This exercise calls for every line of the data below with the string "crate" in it.

########################################

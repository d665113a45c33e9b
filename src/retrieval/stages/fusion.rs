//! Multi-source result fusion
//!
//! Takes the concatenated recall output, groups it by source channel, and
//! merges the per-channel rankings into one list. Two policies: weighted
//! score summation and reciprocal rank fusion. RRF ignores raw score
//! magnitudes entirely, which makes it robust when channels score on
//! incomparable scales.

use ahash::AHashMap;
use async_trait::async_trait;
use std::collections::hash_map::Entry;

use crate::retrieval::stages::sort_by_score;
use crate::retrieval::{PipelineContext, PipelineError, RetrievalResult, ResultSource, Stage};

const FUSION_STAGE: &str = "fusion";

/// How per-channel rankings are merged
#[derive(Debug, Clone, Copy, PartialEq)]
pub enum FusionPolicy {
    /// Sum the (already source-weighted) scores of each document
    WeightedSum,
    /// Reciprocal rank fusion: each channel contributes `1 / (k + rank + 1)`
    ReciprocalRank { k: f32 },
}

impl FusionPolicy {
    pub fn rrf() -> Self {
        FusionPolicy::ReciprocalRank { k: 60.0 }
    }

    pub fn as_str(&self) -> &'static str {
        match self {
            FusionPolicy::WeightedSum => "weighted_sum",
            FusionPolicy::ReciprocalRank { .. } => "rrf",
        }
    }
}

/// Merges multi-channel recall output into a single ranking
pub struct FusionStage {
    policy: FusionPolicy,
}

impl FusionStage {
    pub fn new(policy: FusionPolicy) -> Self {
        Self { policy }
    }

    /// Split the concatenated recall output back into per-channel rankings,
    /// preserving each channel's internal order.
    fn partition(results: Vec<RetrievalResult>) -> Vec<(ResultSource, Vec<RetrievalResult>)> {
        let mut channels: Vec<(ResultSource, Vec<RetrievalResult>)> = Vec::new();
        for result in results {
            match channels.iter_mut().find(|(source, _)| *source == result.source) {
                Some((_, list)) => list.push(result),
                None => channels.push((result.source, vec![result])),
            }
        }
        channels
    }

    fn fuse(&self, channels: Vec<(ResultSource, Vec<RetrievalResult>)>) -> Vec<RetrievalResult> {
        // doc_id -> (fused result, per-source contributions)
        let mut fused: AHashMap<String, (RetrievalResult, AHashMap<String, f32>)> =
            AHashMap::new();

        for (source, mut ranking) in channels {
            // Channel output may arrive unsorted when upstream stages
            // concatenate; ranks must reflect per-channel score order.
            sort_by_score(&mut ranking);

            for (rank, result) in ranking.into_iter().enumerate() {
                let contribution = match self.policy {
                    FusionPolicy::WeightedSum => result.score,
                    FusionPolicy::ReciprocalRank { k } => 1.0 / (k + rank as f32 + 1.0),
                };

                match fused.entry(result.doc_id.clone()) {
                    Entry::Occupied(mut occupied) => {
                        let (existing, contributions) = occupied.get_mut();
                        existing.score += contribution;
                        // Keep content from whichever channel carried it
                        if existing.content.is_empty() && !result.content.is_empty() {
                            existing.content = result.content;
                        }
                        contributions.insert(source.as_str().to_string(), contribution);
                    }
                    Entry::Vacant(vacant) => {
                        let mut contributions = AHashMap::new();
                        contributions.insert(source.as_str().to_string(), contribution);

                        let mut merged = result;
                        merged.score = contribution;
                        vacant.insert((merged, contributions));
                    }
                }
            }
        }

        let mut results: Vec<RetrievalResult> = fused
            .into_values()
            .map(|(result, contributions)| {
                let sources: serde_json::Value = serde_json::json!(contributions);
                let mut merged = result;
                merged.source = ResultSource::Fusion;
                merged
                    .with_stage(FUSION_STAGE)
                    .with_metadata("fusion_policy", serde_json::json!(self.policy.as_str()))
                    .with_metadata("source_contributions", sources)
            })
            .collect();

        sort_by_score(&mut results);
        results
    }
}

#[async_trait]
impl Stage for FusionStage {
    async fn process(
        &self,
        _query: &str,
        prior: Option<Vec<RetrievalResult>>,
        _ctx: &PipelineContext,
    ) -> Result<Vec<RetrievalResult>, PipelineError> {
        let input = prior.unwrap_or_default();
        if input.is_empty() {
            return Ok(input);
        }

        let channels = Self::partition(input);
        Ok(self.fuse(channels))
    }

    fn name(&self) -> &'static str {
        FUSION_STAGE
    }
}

########################################

TASK SOLUTION:
use crate::retrieval::stages::sort_by_score;
use crate::retrieval::{PipelineContext, PipelineError, RetrievalResult, ResultSource, Stage};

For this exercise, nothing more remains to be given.